BEGIN
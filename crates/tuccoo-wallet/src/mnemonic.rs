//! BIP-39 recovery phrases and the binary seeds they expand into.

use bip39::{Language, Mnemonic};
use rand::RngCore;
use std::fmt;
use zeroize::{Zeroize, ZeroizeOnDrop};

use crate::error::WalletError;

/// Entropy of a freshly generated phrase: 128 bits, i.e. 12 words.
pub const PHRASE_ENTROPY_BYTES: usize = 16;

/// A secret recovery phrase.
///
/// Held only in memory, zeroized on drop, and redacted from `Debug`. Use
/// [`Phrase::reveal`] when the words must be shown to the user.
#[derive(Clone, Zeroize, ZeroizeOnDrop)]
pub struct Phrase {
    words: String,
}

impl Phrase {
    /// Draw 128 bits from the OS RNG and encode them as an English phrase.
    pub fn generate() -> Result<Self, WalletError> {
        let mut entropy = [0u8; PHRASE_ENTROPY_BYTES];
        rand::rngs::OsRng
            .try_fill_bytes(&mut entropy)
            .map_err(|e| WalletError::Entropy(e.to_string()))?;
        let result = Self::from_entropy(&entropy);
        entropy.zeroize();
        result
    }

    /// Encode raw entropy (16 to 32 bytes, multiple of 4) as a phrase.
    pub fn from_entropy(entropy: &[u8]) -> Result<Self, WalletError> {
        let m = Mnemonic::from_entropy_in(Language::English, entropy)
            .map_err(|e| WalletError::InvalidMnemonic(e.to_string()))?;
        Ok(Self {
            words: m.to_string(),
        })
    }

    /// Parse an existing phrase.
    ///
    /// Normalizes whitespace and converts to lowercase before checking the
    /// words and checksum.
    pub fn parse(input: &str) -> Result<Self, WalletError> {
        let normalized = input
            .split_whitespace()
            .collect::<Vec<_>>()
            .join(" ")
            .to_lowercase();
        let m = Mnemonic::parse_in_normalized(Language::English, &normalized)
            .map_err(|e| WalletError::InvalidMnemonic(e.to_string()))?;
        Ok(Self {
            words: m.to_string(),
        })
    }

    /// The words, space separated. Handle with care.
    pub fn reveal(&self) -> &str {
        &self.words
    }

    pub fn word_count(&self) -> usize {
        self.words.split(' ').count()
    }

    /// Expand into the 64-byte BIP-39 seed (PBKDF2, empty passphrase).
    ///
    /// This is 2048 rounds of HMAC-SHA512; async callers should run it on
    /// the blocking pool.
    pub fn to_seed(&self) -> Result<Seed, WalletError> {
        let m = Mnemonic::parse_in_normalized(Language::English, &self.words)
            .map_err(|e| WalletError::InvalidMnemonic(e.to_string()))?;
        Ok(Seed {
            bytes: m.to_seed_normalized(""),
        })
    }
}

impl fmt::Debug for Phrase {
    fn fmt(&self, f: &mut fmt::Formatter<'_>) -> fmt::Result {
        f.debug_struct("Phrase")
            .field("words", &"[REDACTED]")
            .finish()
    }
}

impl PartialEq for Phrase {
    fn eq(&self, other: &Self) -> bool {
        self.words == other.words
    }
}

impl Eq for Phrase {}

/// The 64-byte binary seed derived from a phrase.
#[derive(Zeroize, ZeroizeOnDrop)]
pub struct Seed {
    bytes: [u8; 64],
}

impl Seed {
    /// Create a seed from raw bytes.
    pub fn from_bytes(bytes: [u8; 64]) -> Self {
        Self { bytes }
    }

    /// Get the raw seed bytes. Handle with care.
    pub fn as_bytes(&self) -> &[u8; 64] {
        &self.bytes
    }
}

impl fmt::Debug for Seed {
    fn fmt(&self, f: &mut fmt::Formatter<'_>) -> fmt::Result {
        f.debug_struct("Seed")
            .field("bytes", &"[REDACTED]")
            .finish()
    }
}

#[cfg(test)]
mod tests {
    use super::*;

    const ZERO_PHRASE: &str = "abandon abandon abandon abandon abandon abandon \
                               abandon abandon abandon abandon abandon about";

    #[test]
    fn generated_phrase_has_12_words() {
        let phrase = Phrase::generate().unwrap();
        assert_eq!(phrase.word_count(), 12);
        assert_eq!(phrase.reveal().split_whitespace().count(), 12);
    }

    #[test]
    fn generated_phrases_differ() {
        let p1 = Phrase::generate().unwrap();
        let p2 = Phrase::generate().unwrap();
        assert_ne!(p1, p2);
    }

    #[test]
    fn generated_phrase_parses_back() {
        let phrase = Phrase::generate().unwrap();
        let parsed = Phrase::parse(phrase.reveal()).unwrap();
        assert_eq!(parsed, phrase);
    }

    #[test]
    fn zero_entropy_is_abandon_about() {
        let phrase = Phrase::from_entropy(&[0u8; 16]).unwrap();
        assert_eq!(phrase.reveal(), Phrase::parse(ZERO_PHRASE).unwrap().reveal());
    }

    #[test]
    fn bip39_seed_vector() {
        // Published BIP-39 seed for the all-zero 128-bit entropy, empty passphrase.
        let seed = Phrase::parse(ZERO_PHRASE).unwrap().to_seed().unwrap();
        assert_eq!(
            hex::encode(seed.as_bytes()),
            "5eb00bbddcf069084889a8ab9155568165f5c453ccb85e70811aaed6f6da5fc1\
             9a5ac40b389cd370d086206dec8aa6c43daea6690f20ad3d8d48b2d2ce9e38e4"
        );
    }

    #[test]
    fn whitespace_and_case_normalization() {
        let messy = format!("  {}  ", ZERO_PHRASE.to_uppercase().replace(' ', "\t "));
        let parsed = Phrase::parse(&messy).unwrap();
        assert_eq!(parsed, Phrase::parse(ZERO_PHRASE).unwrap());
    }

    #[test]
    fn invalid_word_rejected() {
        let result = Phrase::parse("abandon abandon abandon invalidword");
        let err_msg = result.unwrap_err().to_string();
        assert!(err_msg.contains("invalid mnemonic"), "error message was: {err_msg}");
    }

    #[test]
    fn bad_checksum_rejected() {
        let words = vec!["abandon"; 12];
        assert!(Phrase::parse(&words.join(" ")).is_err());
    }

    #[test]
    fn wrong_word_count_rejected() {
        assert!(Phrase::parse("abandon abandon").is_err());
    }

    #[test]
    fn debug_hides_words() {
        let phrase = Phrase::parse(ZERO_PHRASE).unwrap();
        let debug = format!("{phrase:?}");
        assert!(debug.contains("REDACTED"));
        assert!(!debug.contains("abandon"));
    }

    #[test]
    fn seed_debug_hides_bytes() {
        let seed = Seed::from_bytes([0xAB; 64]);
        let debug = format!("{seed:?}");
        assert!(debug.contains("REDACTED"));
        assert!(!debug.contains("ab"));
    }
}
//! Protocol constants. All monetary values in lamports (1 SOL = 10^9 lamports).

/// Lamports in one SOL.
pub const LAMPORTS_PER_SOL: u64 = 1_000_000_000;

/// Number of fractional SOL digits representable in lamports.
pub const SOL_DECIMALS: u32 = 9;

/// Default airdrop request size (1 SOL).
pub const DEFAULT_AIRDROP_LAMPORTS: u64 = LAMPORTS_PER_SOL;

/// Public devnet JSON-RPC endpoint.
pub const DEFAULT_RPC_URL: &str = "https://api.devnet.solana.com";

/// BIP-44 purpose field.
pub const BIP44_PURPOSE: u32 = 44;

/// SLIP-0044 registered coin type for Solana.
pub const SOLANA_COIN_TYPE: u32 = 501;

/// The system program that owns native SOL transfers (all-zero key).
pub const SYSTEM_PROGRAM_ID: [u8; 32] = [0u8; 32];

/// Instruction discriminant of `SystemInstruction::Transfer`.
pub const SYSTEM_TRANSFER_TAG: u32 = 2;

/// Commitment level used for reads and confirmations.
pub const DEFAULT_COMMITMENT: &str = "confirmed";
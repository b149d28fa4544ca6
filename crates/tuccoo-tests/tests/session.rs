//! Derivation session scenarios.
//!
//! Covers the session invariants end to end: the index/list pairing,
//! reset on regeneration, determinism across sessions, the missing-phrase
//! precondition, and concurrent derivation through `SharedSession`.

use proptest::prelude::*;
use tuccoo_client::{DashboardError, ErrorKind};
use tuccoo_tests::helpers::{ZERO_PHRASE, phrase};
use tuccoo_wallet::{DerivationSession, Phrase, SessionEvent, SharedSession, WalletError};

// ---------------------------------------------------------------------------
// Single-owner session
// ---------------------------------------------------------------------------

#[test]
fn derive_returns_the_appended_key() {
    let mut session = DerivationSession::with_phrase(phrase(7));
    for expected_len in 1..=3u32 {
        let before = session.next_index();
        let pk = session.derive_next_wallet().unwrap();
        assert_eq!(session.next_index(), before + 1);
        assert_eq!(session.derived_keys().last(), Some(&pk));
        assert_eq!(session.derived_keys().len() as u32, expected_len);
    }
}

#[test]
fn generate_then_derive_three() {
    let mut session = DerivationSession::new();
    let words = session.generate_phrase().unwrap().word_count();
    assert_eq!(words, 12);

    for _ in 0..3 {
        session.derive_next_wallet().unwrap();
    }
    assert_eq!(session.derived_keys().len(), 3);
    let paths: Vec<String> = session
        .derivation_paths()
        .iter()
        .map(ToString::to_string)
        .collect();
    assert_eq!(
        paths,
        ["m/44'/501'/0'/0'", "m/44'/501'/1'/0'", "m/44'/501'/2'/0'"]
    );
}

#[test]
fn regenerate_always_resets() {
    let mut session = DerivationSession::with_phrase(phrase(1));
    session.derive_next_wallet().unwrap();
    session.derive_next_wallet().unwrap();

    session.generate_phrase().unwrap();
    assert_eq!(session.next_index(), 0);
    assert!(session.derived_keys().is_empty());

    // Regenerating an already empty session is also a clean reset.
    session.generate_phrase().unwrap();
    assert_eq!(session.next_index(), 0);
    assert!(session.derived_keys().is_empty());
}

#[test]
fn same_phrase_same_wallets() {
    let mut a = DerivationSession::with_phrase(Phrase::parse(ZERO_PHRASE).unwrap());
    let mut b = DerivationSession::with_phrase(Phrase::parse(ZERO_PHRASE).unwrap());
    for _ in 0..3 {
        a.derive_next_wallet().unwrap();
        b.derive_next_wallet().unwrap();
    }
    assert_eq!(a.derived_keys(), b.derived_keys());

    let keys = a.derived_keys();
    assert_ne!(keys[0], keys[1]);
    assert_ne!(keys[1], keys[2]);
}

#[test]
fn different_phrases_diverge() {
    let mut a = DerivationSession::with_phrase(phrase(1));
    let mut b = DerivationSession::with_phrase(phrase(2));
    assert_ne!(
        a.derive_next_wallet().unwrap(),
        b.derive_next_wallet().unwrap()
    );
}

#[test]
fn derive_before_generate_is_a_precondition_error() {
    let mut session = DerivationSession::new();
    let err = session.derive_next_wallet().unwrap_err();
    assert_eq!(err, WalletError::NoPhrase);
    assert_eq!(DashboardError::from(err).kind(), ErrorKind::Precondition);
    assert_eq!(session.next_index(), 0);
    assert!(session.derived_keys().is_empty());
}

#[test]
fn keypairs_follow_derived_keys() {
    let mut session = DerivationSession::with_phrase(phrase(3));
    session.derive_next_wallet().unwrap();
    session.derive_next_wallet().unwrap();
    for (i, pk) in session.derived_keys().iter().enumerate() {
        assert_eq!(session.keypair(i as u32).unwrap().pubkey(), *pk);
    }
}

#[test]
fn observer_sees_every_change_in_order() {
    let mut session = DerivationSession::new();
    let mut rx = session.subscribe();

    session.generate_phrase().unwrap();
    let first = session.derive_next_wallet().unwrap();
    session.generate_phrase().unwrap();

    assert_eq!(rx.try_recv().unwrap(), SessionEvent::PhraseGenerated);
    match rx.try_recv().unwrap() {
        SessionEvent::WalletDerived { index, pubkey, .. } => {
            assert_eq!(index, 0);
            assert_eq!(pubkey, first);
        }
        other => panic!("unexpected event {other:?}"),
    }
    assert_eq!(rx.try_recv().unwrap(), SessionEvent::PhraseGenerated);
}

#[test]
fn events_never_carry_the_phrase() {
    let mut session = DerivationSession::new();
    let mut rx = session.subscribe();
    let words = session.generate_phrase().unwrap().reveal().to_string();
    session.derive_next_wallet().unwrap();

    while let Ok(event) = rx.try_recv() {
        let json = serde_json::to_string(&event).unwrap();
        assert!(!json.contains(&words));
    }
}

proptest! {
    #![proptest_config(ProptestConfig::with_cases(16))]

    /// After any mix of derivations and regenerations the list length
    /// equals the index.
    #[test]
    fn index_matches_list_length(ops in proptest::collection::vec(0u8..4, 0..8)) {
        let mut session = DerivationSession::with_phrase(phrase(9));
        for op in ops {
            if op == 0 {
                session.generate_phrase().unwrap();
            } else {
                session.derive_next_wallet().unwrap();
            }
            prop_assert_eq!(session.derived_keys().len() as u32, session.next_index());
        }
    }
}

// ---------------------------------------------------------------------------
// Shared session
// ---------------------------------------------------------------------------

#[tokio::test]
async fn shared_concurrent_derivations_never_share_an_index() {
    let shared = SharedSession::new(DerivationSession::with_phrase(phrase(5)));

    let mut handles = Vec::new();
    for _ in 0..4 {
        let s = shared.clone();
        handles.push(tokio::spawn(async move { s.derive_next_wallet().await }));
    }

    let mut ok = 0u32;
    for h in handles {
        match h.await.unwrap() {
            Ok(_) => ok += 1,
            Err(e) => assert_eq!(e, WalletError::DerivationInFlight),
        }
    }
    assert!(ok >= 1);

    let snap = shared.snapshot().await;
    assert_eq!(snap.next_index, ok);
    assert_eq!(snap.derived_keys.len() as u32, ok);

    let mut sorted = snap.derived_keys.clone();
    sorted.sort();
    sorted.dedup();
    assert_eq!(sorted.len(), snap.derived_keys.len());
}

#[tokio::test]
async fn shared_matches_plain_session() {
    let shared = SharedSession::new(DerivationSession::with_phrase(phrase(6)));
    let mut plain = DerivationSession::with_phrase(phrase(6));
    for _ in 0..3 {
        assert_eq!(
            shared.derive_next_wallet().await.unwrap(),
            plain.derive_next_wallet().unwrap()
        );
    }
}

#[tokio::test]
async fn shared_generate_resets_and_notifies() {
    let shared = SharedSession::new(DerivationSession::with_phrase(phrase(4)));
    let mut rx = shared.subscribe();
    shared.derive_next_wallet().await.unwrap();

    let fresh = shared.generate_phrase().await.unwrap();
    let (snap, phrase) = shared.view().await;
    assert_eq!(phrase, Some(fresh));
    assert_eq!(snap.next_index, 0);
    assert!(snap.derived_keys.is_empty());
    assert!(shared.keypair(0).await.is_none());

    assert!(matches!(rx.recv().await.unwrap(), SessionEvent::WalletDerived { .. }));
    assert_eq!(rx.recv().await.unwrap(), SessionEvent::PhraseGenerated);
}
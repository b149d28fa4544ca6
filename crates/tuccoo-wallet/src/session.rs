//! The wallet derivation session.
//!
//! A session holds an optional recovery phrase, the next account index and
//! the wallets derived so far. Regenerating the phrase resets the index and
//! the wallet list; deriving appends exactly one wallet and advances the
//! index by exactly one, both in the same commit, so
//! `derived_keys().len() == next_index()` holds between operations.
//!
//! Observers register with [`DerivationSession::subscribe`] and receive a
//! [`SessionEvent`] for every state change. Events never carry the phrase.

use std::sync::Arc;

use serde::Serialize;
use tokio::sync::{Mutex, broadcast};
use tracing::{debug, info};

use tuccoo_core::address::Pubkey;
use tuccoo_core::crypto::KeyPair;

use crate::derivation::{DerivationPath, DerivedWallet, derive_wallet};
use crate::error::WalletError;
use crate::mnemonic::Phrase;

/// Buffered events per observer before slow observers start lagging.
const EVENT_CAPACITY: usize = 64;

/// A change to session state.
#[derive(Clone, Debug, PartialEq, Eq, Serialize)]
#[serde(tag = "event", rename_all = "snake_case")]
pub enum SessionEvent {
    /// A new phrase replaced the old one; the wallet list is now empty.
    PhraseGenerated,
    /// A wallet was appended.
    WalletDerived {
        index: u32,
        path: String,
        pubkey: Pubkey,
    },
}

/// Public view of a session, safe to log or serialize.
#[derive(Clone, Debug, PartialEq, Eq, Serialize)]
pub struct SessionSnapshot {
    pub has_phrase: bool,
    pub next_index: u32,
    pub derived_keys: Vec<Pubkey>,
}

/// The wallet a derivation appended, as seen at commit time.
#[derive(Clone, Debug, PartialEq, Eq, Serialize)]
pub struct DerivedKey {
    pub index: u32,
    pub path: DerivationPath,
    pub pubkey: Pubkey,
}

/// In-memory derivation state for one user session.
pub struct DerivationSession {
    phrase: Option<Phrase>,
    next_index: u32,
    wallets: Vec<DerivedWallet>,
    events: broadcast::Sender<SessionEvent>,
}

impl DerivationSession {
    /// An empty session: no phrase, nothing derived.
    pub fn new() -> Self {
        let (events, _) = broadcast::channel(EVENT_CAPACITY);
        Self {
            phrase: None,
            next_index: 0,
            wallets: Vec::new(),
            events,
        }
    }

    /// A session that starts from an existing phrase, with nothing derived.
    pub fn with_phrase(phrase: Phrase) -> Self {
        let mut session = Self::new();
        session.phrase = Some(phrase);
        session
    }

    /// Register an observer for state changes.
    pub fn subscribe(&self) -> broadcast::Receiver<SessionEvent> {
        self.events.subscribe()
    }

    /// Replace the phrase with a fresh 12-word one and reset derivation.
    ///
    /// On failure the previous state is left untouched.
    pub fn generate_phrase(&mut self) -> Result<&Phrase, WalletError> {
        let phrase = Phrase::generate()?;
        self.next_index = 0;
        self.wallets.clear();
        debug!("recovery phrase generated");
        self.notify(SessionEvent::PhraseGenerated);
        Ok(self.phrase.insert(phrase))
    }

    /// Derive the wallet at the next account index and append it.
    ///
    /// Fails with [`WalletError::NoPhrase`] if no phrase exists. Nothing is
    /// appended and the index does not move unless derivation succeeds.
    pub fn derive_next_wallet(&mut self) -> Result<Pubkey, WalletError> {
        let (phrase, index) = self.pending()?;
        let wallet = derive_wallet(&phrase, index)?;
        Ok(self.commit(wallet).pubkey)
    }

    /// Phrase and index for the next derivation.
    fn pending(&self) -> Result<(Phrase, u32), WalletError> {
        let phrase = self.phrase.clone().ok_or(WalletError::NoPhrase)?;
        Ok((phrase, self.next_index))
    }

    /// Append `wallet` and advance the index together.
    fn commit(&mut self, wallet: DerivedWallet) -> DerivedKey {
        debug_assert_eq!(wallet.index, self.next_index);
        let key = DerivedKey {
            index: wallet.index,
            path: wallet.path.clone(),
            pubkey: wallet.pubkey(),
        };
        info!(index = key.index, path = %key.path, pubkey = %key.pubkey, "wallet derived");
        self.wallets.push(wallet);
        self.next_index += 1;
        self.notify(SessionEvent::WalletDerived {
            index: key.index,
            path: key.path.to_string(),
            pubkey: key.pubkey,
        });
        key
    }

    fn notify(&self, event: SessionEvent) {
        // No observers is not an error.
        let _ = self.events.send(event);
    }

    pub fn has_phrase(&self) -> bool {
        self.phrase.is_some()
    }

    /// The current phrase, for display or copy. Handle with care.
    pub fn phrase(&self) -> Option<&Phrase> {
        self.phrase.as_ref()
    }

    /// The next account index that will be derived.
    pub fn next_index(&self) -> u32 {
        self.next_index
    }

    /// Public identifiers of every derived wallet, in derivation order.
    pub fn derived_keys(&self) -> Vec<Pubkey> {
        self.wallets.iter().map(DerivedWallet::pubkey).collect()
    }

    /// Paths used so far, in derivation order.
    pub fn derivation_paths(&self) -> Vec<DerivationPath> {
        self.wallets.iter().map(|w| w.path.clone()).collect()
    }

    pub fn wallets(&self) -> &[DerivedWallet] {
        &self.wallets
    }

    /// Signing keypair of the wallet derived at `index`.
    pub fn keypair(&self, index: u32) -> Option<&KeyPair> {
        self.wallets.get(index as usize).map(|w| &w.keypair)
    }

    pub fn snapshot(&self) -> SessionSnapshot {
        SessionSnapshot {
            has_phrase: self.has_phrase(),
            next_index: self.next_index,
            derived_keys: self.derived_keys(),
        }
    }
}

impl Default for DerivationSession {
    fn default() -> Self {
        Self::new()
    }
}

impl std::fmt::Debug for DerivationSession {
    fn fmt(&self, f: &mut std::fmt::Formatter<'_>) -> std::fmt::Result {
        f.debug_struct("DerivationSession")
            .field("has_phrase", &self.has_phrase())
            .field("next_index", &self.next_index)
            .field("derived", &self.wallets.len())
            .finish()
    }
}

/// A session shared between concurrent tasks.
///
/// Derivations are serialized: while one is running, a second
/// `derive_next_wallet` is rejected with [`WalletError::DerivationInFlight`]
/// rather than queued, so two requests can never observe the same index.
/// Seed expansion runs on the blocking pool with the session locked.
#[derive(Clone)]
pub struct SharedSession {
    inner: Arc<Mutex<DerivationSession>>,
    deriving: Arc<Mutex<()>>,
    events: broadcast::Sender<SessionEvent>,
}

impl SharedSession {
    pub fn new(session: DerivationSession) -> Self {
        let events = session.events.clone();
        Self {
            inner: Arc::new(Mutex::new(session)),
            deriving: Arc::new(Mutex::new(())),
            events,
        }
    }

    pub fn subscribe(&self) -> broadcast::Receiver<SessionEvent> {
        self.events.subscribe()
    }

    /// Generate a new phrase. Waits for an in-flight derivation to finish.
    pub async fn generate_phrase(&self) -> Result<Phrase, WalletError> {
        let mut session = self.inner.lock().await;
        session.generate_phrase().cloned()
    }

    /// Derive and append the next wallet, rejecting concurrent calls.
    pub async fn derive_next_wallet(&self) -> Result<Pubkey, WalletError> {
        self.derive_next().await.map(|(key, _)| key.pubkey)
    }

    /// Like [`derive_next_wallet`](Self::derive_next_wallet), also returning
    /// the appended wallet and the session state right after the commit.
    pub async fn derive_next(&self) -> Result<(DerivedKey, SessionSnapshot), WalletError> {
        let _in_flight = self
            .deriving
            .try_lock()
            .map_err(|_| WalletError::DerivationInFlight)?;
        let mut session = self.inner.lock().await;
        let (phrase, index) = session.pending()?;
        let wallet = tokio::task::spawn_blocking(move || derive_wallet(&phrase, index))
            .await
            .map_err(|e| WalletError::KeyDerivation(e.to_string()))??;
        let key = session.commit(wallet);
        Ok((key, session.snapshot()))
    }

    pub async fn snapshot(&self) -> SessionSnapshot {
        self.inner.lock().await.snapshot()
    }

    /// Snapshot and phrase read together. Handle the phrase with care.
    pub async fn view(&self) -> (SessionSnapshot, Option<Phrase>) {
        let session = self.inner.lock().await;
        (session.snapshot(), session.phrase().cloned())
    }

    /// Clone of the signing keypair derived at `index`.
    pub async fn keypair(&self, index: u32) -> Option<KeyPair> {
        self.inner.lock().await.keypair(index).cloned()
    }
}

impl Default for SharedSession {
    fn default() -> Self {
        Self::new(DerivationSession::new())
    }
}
END
## Your assignment
Look through the entries. Copy out each line with "other" in it.

## Exercise response
    fn eq(&self, other: &Self) -> bool {
        self.words == other.words
        other => panic!("unexpected event {other:?}"),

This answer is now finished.